Generation and detection of pure valley current by electrically induced Berry curvature in bilayer graphene

• Published in: Nature physics Vol. 11; no. 12; pp. 1032 - 1036
• Main Authors: Shimazaki, Y., Yamamoto, M., Borzenets, I. V., Watanabe, K., Taniguchi, T., Tarucha, S.
• Format: Journal Article
• Language: English
• Published: London Nature Publishing Group UK 01.12.2015; Nature Publishing Group
• Subjects: 136/117; 142/126; 639/766/119/1000/1018; 639/766/119/995; 639/925/918/1052; Atomic; Classical and Continuum Physics; Complex Systems; Condensed Matter Physics; Crystal lattices; Crystal structure; Electronics; Fruits; letter; Magnetic fields; Mathematical and Computational Physics; Molecular; Optical and Plasma Physics; Physics; Quantum physics; Theoretical
• ISSN: 1745-2473; 1745-2481
• DOI: 10.1038/nphys3551

Bilayer graphene can host topological currents that are robust against defects and are associated with the electron valleys.

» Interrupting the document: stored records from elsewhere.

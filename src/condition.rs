//! Conditions and their AND/OR composition.
//!
//! A [`Condition`] is a single pass/fail check over a captured result with a
//! renderable failure message. Chained conditions form a left-leaning
//! [`ConditionTree`]; both branches of a connector are always evaluated so
//! each can contribute to the combined message, and so side effects in
//! custom conditions are guaranteed to run.
//!
//! Conditions never panic and never raise: they report outcomes. Whether a
//! failing outcome becomes an error is decided by the caller (the builder's
//! terminal methods, or a multiple-assertion scope).

use crate::capture::{CapturedResult, Caught};

/// Connector joining two conditions.
#[derive(Debug, Clone, Copy, PartialEq, Eq)]
pub enum Connector {
    And,
    Or,
}

/// Result of evaluating a condition or a whole tree.
#[derive(Debug, Clone)]
pub struct ConditionOutcome {
    pub passed: bool,
    /// Phrase completing "Expected X to ...".
    pub expectation: String,
    /// Phrase completing "but ..."; empty on a pass.
    pub reason: String,
}

impl ConditionOutcome {
    pub fn pass(expectation: impl Into<String>) -> Self {
        Self {
            passed: true,
            expectation: expectation.into(),
            reason: String::new(),
        }
    }

    pub fn fail(expectation: impl Into<String>, reason: impl Into<String>) -> Self {
        Self {
            passed: false,
            expectation: expectation.into(),
            reason: reason.into(),
        }
    }
}

type EvalFn<T> = Box<dyn Fn(&CapturedResult<T>) -> Result<(), String>>;
type ReasonFn<T> = Box<dyn Fn(&CapturedResult<T>) -> String>;

/// A single pass/fail check with a renderable failure message.
pub struct Condition<T> {
    phrase: String,
    eval: EvalFn<T>,
    reason_override: Option<ReasonFn<T>>,
}

impl<T> Condition<T> {
    /// A condition with full access to the captured result, for checks that
    /// care about caught panics as much as values.
    pub fn raw(
        phrase: impl Into<String>,
        eval: impl Fn(&CapturedResult<T>) -> Result<(), String> + 'static,
    ) -> Self {
        Self {
            phrase: phrase.into(),
            eval: Box::new(eval),
            reason_override: None,
        }
    }

    /// A condition over the captured value. A capture that holds a caught
    /// failure instead of a value fails with that failure as the reason.
    pub fn on_value(
        phrase: impl Into<String>,
        test: impl Fn(&T) -> bool + 'static,
        reason: impl Fn(&T) -> String + 'static,
    ) -> Self {
        Self::raw(phrase, move |captured| match captured.value() {
            Some(value) => {
                if test(value) {
                    Ok(())
                } else {
                    Err(reason(value))
                }
            }
            None => Err(caught_reason(captured.error())),
        })
    }

    /// Replace the default failure reason with a caller-supplied message
    /// factory.
    pub fn set_reason(&mut self, reason: impl Fn(&CapturedResult<T>) -> String + 'static) {
        self.reason_override = Some(Box::new(reason));
    }

    pub fn phrase(&self) -> &str {
        &self.phrase
    }

    pub fn evaluate(&self, captured: &CapturedResult<T>) -> ConditionOutcome {
        match (self.eval)(captured) {
            Ok(()) => ConditionOutcome::pass(self.phrase.clone()),
            Err(default_reason) => {
                let reason = match &self.reason_override {
                    Some(factory) => factory(captured),
                    None => default_reason,
                };
                ConditionOutcome::fail(self.phrase.clone(), reason)
            }
        }
    }
}

/// Render the reason for a capture that holds no value.
pub(crate) fn caught_reason(error: Option<&Caught>) -> String {
    match error {
        Some(caught) => caught.to_string(),
        None => "no result was captured".to_string(),
    }
}

/// Binary tree of conditions built up as a chain appends them.
/// `a.and(b).or(c)` groups as `(a AND b) OR c`.
pub enum ConditionTree<T> {
    Leaf(Condition<T>),
    Group {
        left: Box<ConditionTree<T>>,
        right: Condition<T>,
        op: Connector,
    },
}

impl<T> ConditionTree<T> {
    /// Append a condition to an optional prior tree. With no prior tree the
    /// condition stands alone; with no explicit connector the join defaults
    /// to AND.
    pub fn append(
        tree: Option<ConditionTree<T>>,
        condition: Condition<T>,
        op: Option<Connector>,
    ) -> ConditionTree<T> {
        match tree {
            None => ConditionTree::Leaf(condition),
            Some(prior) => ConditionTree::Group {
                left: Box::new(prior),
                right: condition,
                op: op.unwrap_or(Connector::And),
            },
        }
    }

    /// The most recently appended condition.
    pub fn last_mut(&mut self) -> &mut Condition<T> {
        match self {
            ConditionTree::Leaf(condition) => condition,
            ConditionTree::Group { right, .. } => right,
        }
    }

    pub fn replace_last(&mut self, condition: Condition<T>) {
        *self.last_mut() = condition;
    }

    /// Evaluate the whole tree bottom-up. Both branches of every group are
    /// evaluated unconditionally.
    pub fn evaluate(&self, captured: &CapturedResult<T>) -> ConditionOutcome {
        match self {
            ConditionTree::Leaf(condition) => condition.evaluate(captured),
            ConditionTree::Group { left, right, op } => {
                let left_outcome = left.evaluate(captured);
                let right_outcome = right.evaluate(captured);
                combine(left_outcome, right_outcome, *op)
            }
        }
    }
}

/// AND passes iff both pass; OR passes iff either passes. Expectations are
/// joined with the connector word; the actual value is reported once, from
/// the first failing branch.
fn combine(left: ConditionOutcome, right: ConditionOutcome, op: Connector) -> ConditionOutcome {
    let (passed, word) = match op {
        Connector::And => (left.passed && right.passed, "and"),
        Connector::Or => (left.passed || right.passed, "or"),
    };
    let expectation = format!("{} {} {}", left.expectation, word, right.expectation);

    if passed {
        ConditionOutcome::pass(expectation)
    } else {
        let reason = if !left.passed { left.reason } else { right.reason };
        ConditionOutcome::fail(expectation, reason)
    }
}

#[cfg(test)]
mod tests {
    use super::*;
    use crate::capture::Subject;

    fn equals(expected: i32) -> Condition<i32> {
        Condition::on_value(
            format!("be equal to {expected}"),
            move |actual| *actual == expected,
            |actual| format!("found {actual}"),
        )
    }

    fn capture(value: i32) -> CapturedResult<i32> {
        Subject::of(value).resolve_owned()
    }

    #[test]
    fn test_leaf_pass_and_fail() {
        let captured = capture(2);
        assert!(equals(2).evaluate(&captured).passed);

        let outcome = equals(3).evaluate(&captured);
        assert!(!outcome.passed);
        assert_eq!(outcome.expectation, "be equal to 3");
        assert_eq!(outcome.reason, "found 2");
    }

    #[test]
    fn test_and_requires_both() {
        let tree = ConditionTree::append(
            Some(ConditionTree::Leaf(equals(2))),
            equals(3),
            Some(Connector::And),
        );
        let outcome = tree.evaluate(&capture(1));
        assert!(!outcome.passed);
        assert_eq!(outcome.expectation, "be equal to 2 and be equal to 3");
        assert_eq!(outcome.reason, "found 1");
    }

    #[test]
    fn test_or_passes_if_either_passes() {
        let tree = ConditionTree::append(
            Some(ConditionTree::Leaf(equals(2))),
            equals(1),
            Some(Connector::Or),
        );
        assert!(tree.evaluate(&capture(1)).passed);
    }

    #[test]
    fn test_both_branches_always_evaluated() {
        use std::cell::Cell;
        use std::rc::Rc;

        let evaluations = Rc::new(Cell::new(0));
        let make = |counter: Rc<Cell<i32>>| {
            Condition::on_value(
                "count",
                move |_: &i32| {
                    counter.set(counter.get() + 1);
                    false
                },
                |_| "counted".to_string(),
            )
        };

        let tree = ConditionTree::append(
            Some(ConditionTree::Leaf(make(Rc::clone(&evaluations)))),
            make(Rc::clone(&evaluations)),
            Some(Connector::Or),
        );
        tree.evaluate(&capture(0));
        assert_eq!(evaluations.get(), 2);
    }

    #[test]
    fn test_left_associative_grouping() {
        // (false AND false) OR true => true
        let tree = ConditionTree::append(
            Some(ConditionTree::append(
                Some(ConditionTree::Leaf(equals(8))),
                equals(9),
                Some(Connector::And),
            )),
            equals(1),
            Some(Connector::Or),
        );
        assert!(tree.evaluate(&capture(1)).passed);
    }

    #[test]
    fn test_reason_override() {
        let mut condition = equals(3);
        condition.set_reason(|captured| format!("got {} instead", captured.value().unwrap()));
        let outcome = condition.evaluate(&capture(2));
        assert_eq!(outcome.reason, "got 2 instead");
    }

    #[test]
    fn test_value_condition_fails_on_captured_panic() {
        let captured: CapturedResult<i32> =
            Subject::from_fn(|| panic!("exploded")).resolve_owned();
        let outcome = equals(2).evaluate(&captured);
        assert!(!outcome.passed);
        assert!(outcome.reason.contains("exploded"));
    }
}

It is now shown that electric fields can tune this topological valley transport over long distances at room temperature. The field of ‘Valleytronics’ has recently been attracting growing interest as a promising concept for the next generation electronics, because non-dissipative pure valley currents with no accompanying net charge flow can be manipulated for computational use, akin to pure spin currents 1 . Valley is a quantum number defined in an electronic system whose energy bands contain energetically degenerate but non-equivalent local minima (conduction band) or maxima (valence band) due to a certain crystal structure. Specifically, spatial inversion symmetry broken two-dimensional honeycomb lattice systems exhibiting Berry curvature is a subset of possible systems that enable optical 2 , 3 , 4 , 5 , magnetic 6 , 7 , 8 , 9 and electrical control of the valley degree of freedom 10 , 11 , 12 . Here we use dual-gated bilayer graphene to electrically induce and control broken inversion symmetry (or Berry curvature) as well as the carrier density for generating and detecting the pure valley current. In the insulating regime, at zero-magnetic field, we observe a large nonlocal resistance that scales cubically with the local resistivity, which is evidence of pure valley current.